**Dataset entries:**
use msgwire::message::{Bytes, FormatRegistry};

use crate::cmd::{DecodeArgs, Kind};
use crate::exit::{message_error, CliError, CliResult, SUCCESS};
use crate::output::{print_reply, print_request, OutputFormat};

pub fn run(registry: &FormatRegistry, args: DecodeArgs, output: OutputFormat) -> CliResult<i32> {
    let ops = registry
        .get(&args.format)
        .map_err(|err| message_error("format lookup failed", err))?;
    let frames = parse_frames(&args.frames)?;
    tracing::debug!(format = ops.name, frames = frames.len(), "decoding envelope");

    match args.kind {
        Kind::Request => {
            let request = ops
                .new_request(&frames)
                .map_err(|err| message_error("decode failed", err))?;
            print_request(ops.name, request.request(), output);
        }
        Kind::Reply => {
            let reply = ops
                .new_reply(&frames)
                .map_err(|err| message_error("decode failed", err))?;
            print_reply(ops.name, reply.reply(), output);
        }
    }
    Ok(SUCCESS)
}

fn parse_frames(raw: &[String]) -> CliResult<Vec<Bytes>> {
    raw.iter()
        .enumerate()
        .map(|(index, frame)| {
            hex::decode(frame.trim())
                .map(Bytes::from)
                .map_err(|source| CliError::FrameHex { index, source })
        })
        .collect()
}

#[cfg(test)]
mod tests {
    use super::*;

    #[test]
    fn parse_frames_accepts_empty_delimiter() {
        let frames = parse_frames(&["72".to_string(), String::new(), "8000".to_string()]).unwrap();
        assert_eq!(frames.len(), 3);
        assert_eq!(frames[0].as_ref(), b"r");
        assert!(frames[1].is_empty());
        assert_eq!(frames[2].as_ref(), &[0x80, 0x00]);
    }

    #[test]
    fn parse_frames_rejects_non_hex() {
        let err = parse_frames(&["00".to_string(), "zz".to_string()]).unwrap_err();
        assert!(matches!(err, CliError::FrameHex { index: 1, .. }));
        assert_eq!(err.code(), crate::exit::USAGE);
    }
}
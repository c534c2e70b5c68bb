use std::fmt;

use serde::{Deserialize, Deserializer, Serialize, Serializer};

use crate::parameters::Parameters;
use crate::request::{nil_as_default, Hop, WireFields};

/// Wire value of a successful reply.
pub const STATUS_OK: &str = "OK";

/// Wire value of a failed reply.
pub const STATUS_FAIL: &str = "fail";

/// Outcome of a request.
///
/// Unknown wire values decode into [`Status::Other`] so a received reply can
/// be inspected; such a reply is rejected when it is encoded again.
#[derive(Debug, Clone, PartialEq, Eq, Default)]
pub enum Status {
    #[default]
    Ok,
    Fail,
    Other(String),
}

impl Status {
    pub fn as_str(&self) -> &str {
        match self {
            Status::Ok => STATUS_OK,
            Status::Fail => STATUS_FAIL,
            Status::Other(raw) => raw,
        }
    }
}

impl From<&str> for Status {
    fn from(raw: &str) -> Self {
        match raw {
            STATUS_OK => Status::Ok,
            STATUS_FAIL => Status::Fail,
            other => Status::Other(other.to_string()),
        }
    }
}

impl fmt::Display for Status {
    fn fmt(&self, f: &mut fmt::Formatter<'_>) -> fmt::Result {
        f.write_str(self.as_str())
    }
}

impl Serialize for Status {
    fn serialize<S: Serializer>(&self, serializer: S) -> Result<S::Ok, S::Error> {
        serializer.serialize_str(self.as_str())
    }
}

impl<'de> Deserialize<'de> for Status {
    fn deserialize<D: Deserializer<'de>>(deserializer: D) -> Result<Self, D::Error> {
        let raw = String::deserialize(deserializer)?;
        Ok(Status::from(raw.as_str()))
    }
}

/// The result of a request, sent back to the requester.
#[derive(Debug, Clone, Default, PartialEq, Serialize, Deserialize)]
pub struct Reply {
    #[serde(rename = "status")]
    pub status: Status,
    #[serde(rename = "message", default)]
    pub message: String,
    #[serde(rename = "parameters", default, deserialize_with = "nil_as_default")]
    pub parameters: Parameters,
    #[serde(
        rename = "trace",
        default,
        deserialize_with = "nil_as_default",
        skip_serializing_if = "Vec::is_empty"
    )]
    pub(crate) trace: Vec<Hop>,
    #[serde(skip)]
    pub(crate) conn_id: Option<String>,
}

impl WireFields for Reply {
    const FIELDS: &'static [&'static str] = &["status", "message", "parameters", "trace"];
}

impl Reply {
    /// Successful reply carrying `parameters`.
    pub fn ok(parameters: Parameters) -> Self {
        Self {
            status: Status::Ok,
            parameters,
            ..Self::default()
        }
    }

    /// Failed reply with a human-readable reason.
    pub fn fail(message: impl Into<String>) -> Self {
        Self {
            status: Status::Fail,
            message: message.into(),
            ..Self::default()
        }
    }

    pub fn is_ok(&self) -> bool {
        self.status == Status::Ok
    }

    /// Builder-style connection id. An empty id clears it.
    pub fn with_conn_id(mut self, conn_id: impl Into<String>) -> Self {
        self.set_conn_id(conn_id);
        self
    }

    pub fn conn_id(&self) -> Option<&str> {
        self.conn_id.as_deref()
    }

    pub fn set_conn_id(&mut self, conn_id: impl Into<String>) {
        let conn_id = conn_id.into();
        self.conn_id = (!conn_id.is_empty()).then_some(conn_id);
    }

    pub fn clear_conn_id(&mut self) {
        self.conn_id = None;
    }

    pub fn is_first_hop(&self) -> bool {
        self.trace.is_empty()
    }

    pub fn trace(&self) -> &[Hop] {
        &self.trace
    }

    pub fn push_hop(&mut self, hop: Hop) {
        self.trace.push(hop);
    }
}
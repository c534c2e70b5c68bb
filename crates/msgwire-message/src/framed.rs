use std::fmt;
use std::marker::PhantomData;
use std::ops::{Deref, DerefMut};

use bytes::Bytes;

use crate::envelope::{
    reply_from_frames_with, reply_to_frames, request_from_frames_with, request_to_frames,
    DelimiterSplitter, EnvelopeSplitter, Frames,
};
use crate::error::Result;
use crate::format::{encode_reply, encode_request, Format};
use crate::reply::Reply;
use crate::request::Request;

/// A request bound to the wire format it travels in.
///
/// Dispatchers that pick a format at runtime hold requests through this
/// trait, so a message can be encoded again without knowing its format.
pub trait RequestMessage: fmt::Debug + Send + Sync {
    /// Name of the wire format.
    fn format_name(&self) -> &'static str;
    fn request(&self) -> &Request;
    fn request_mut(&mut self) -> &mut Request;
    /// Validate and encode the payload.
    fn to_bytes(&self) -> Result<Vec<u8>>;
    /// Validate, encode and frame.
    fn to_frames(&self) -> Result<Frames>;
    fn into_request(self: Box<Self>) -> Request;

    fn conn_id(&self) -> Option<&str> {
        self.request().conn_id()
    }

    fn is_first_hop(&self) -> bool {
        self.request().is_first_hop()
    }
}

/// A reply bound to the wire format it travels in.
pub trait ReplyMessage: fmt::Debug + Send + Sync {
    fn format_name(&self) -> &'static str;
    fn reply(&self) -> &Reply;
    fn reply_mut(&mut self) -> &mut Reply;
    fn to_bytes(&self) -> Result<Vec<u8>>;
    fn to_frames(&self) -> Result<Frames>;
    fn into_reply(self: Box<Self>) -> Reply;

    fn conn_id(&self) -> Option<&str> {
        self.reply().conn_id()
    }

    fn is_ok(&self) -> bool {
        self.reply().is_ok()
    }
}

/// An entity paired with a wire format.
pub struct Framed<F, E> {
    inner: E,
    format: PhantomData<fn() -> F>,
}

impl<F: Format, E> Framed<F, E> {
    pub fn new(inner: E) -> Self {
        Self {
            inner,
            format: PhantomData,
        }
    }

    pub fn into_inner(self) -> E {
        self.inner
    }
}

impl<F: Format> Framed<F, Request> {
    /// Decode a request envelope.
    pub fn from_frames(frames: &[Bytes]) -> Result<Self> {
        Self::from_frames_with(frames, &DelimiterSplitter::default())
    }

    pub fn from_frames_with<S: EnvelopeSplitter + ?Sized>(
        frames: &[Bytes],
        splitter: &S,
    ) -> Result<Self> {
        request_from_frames_with::<F, S>(frames, splitter).map(Self::new)
    }
}

impl<F: Format> Framed<F, Reply> {
    /// Decode a reply envelope.
    pub fn from_frames(frames: &[Bytes]) -> Result<Self> {
        Self::from_frames_with(frames, &DelimiterSplitter::default())
    }

    pub fn from_frames_with<S: EnvelopeSplitter + ?Sized>(
        frames: &[Bytes],
        splitter: &S,
    ) -> Result<Self> {
        reply_from_frames_with::<F, S>(frames, splitter).map(Self::new)
    }
}

impl<F, E> Deref for Framed<F, E> {
    type Target = E;

    fn deref(&self) -> &E {
        &self.inner
    }
}

impl<F, E> DerefMut for Framed<F, E> {
    fn deref_mut(&mut self) -> &mut E {
        &mut self.inner
    }
}

impl<F, E: Clone> Clone for Framed<F, E> {
    fn clone(&self) -> Self {
        Self {
            inner: self.inner.clone(),
            format: PhantomData,
        }
    }
}

impl<F, E: PartialEq> PartialEq for Framed<F, E> {
    fn eq(&self, other: &Self) -> bool {
        self.inner == other.inner
    }
}

impl<F: Format, E: Default> Default for Framed<F, E> {
    fn default() -> Self {
        Self::new(E::default())
    }
}

impl<F: Format, E: fmt::Debug> fmt::Debug for Framed<F, E> {
    fn fmt(&self, f: &mut fmt::Formatter<'_>) -> fmt::Result {
        f.debug_struct("Framed")
            .field("format", &F::NAME)
            .field("inner", &self.inner)
            .finish()
    }
}

impl<F: Format> RequestMessage for Framed<F, Request> {
    fn format_name(&self) -> &'static str {
        F::NAME
    }

    fn request(&self) -> &Request {
        &self.inner
    }

    fn request_mut(&mut self) -> &mut Request {
        &mut self.inner
    }

    fn to_bytes(&self) -> Result<Vec<u8>> {
        encode_request::<F>(&self.inner)
    }

    fn to_frames(&self) -> Result<Frames> {
        request_to_frames::<F>(&self.inner)
    }

    fn into_request(self: Box<Self>) -> Request {
        self.inner
    }
}

impl<F: Format> ReplyMessage for Framed<F, Reply> {
    fn format_name(&self) -> &'static str {
        F::NAME
    }

    fn reply(&self) -> &Reply {
        &self.inner
    }

    fn reply_mut(&mut self) -> &mut Reply {
        &mut self.inner
    }

    fn to_bytes(&self) -> Result<Vec<u8>> {
        encode_reply::<F>(&self.inner)
    }

    fn to_frames(&self) -> Result<Frames> {
        reply_to_frames::<F>(&self.inner)
    }

    fn into_reply(self: Box<Self>) -> Reply {
        self.inner
    }
}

**ASSIGNED TASK:**
Look for the string "PartialEq" in the data above and return every line that has it.

**WRITTEN SOLUTION:**
#[derive(Debug, Clone, PartialEq, Eq, Default)]
#[derive(Debug, Clone, Default, PartialEq, Serialize, Deserialize)]
impl<F, E: PartialEq> PartialEq for Framed<F, E> {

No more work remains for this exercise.